How Women’s Rights Play Out on Belarusian Stage
If you happened to be in Minsk on 4 April, you should have picked up your free ticket to the public reading of the play “Seven”.
The acclaimed documentary play tells the true stories of seven brave women from around the world who fought and managed to significantly improve the lives of girls and women in their respective countries.
Artistic value aside the production has a very powerful political and social message. In Belarus public servants, experts, business, media and sports stars came together to give voices to the seven characters. And while the settings may be exotic – stories from Guatemala, Nigeria, and Cambodia – the narratives translate well into the Belarusian context: domestic violence, trafficking in persons, fighting for freedom and equality. The performance should ideally resonate with the local audience and lead to rigorous discussions.
Belarusian Renditions of Seven
Belarus joins 32 other countries who have already staged “Seven" translating the script into their respective languages. Written by American playwrights, produced by a Swede, it aims to raise awareness about women's rights in the world by engaging local prominent people as readers of the monologues. It presents a tapestry of stories that include fighting domestic violence in Russia, rescuing girls from human trafficking in Cambodia, and promoting peace and equality in Northern Ireland among others.
The first closed reading of Seven in Belarus took place on 2 November, 2015. The carefully chosen stellar cast of readers included Alena Kupchyna, Deputy Minister of Foreign Affairs, Aleh Karazei, representing Ministry of the Interior, Aliaksandr Rumak, Deputy Minister of Labour and Social Protection, Kiryl Rudy, Aide to the President of the Republic of Belarus, and His Excellency Martin Oberg, Ambassador of Sweden to Belarus among others.

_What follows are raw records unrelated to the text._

//! Frame pacing for the render loop.
//!
//! Paint callbacks arrive at whatever rate the platform likes (144 Hz
//! displays, batched wakeups after a stall). The pacer turns that stream
//! into draws at a bounded rate: callbacks landing before the target
//! interval has elapsed are no-ops rather than skipped draws, and the
//! last-frame timestamp keeps the division remainder so the cadence does
//! not drift on fast displays.

use std::time::{Duration, Instant};

/// Rate limiter with a rolling last-frame timestamp.
#[derive(Debug)]
pub struct FramePacer {
    interval: Duration,
    last_frame: Option<Instant>,
}

impl FramePacer {
    /// Default draw cadence, roughly 60 Hz.
    pub const TARGET_FRAME_INTERVAL: Duration = Duration::from_micros(16_600);

    pub fn new(interval: Duration) -> Self {
        Self {
            interval: interval.max(Duration::from_micros(1)),
            last_frame: None,
        }
    }

    /// Builds a pacer from an optional FPS cap; non-positive or absent caps
    /// fall back to [`Self::TARGET_FRAME_INTERVAL`].
    pub fn from_fps(fps: Option<f32>) -> Self {
        match fps.filter(|fps| *fps > 0.0) {
            Some(fps) => Self::new(Duration::from_secs_f32(1.0 / fps)),
            None => Self::new(Self::TARGET_FRAME_INTERVAL),
        }
    }

    pub fn interval(&self) -> Duration {
        self.interval
    }

    /// Decides whether a callback at `now` should draw.
    ///
    /// Returns the elapsed time since the previous draw when due, `None`
    /// when the callback should be a no-op. The very first callback always
    /// draws and reports one nominal interval.
    pub fn should_render(&mut self, now: Instant) -> Option<Duration> {
        let Some(last) = self.last_frame else {
            self.last_frame = Some(now);
            return Some(self.interval);
        };

        let elapsed = now.saturating_duration_since(last);
        if elapsed < self.interval {
            return None;
        }

        // Keep the remainder instead of resetting to `now`, so a callback
        // arriving slightly late does not push every later frame back.
        let remainder = elapsed.as_nanos() % self.interval.as_nanos().max(1);
        self.last_frame = Some(now - Duration::from_nanos(remainder as u64));
        Some(elapsed)
    }

    /// Forgets pacing history; the next callback draws immediately.
    pub fn reset(&mut self) {
        self.last_frame = None;
    }
}

#[cfg(test)]
mod tests {
    use super::*;

    const INTERVAL: Duration = Duration::from_millis(10);

    #[test]
    fn first_callback_always_draws() {
        let mut pacer = FramePacer::new(INTERVAL);
        assert_eq!(pacer.should_render(Instant::now()), Some(INTERVAL));
    }

    #[test]
    fn early_callbacks_are_noops() {
        let mut pacer = FramePacer::new(INTERVAL);
        let t0 = Instant::now();
        pacer.should_render(t0);
        assert_eq!(pacer.should_render(t0 + Duration::from_millis(4)), None);
        assert_eq!(pacer.should_render(t0 + Duration::from_millis(9)), None);
        assert!(pacer.should_render(t0 + Duration::from_millis(10)).is_some());
    }

    #[test]
    fn cadence_keeps_the_remainder() {
        let mut pacer = FramePacer::new(INTERVAL);
        let t0 = Instant::now();
        pacer.should_render(t0);

        // A late callback (25 ms) draws and anchors the next slot at +20 ms,
        // not +25 ms.
        assert!(pacer
            .should_render(t0 + Duration::from_millis(25))
            .is_some());
        assert_eq!(pacer.should_render(t0 + Duration::from_millis(29)), None);
        assert!(pacer
            .should_render(t0 + Duration::from_millis(30))
            .is_some());
    }

    #[test]
    fn fps_cap_overrides_the_default() {
        let pacer = FramePacer::from_fps(Some(30.0));
        assert!((pacer.interval().as_secs_f32() - 1.0 / 30.0).abs() < 1e-4);

        let pacer = FramePacer::from_fps(Some(-5.0));
        assert_eq!(pacer.interval(), FramePacer::TARGET_FRAME_INTERVAL);

        let pacer = FramePacer::from_fps(None);
        assert_eq!(pacer.interval(), FramePacer::TARGET_FRAME_INTERVAL);
    }

    #[test]
    fn reset_draws_on_the_next_callback() {
        let mut pacer = FramePacer::new(INTERVAL);
        let t0 = Instant::now();
        pacer.should_render(t0);
        pacer.reset();
        assert!(pacer.should_render(t0 + Duration::from_millis(1)).is_some());
    }
}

And this is where the play gets both politically and socially interesting. Amazingly enough rather high-ranking public servants agreed to act on stage. This meant adjusting their busy schedules to accommodate rehearsals. This also implies coming under the guidance of an artistic director, albeit as talented and outstanding as Ivan Pinigin. And on top of it all it may be the first time since the diplomatic row in 2012 that the government representatives of Sweden and Belarus play together, literally and figuratively.
Irina Alkhovka, a recognised expert in the field of gender equality and chairperson of the NGO "Gender Perspectives" took part in the second "expert" reading of the play in March. She comments on her experience,
It happened so that during the second “expert” reading of the play I spoke with the voice of Marina Pisklakova-Parker, who founded the first hotline for victims of domestic violence in Russia in 1993. My organisation opened such a hotline 20 years later in Belarus with the support from the UN in 2013. However, neither Russia nor Belarus has adopted the legislation on domestic violence prevention yet. It remains a huge issue, which affects women from all walks of life, regardless of their education and place of residence.
Two more performances will take place until the end of 2016, one of them in Hrodna region.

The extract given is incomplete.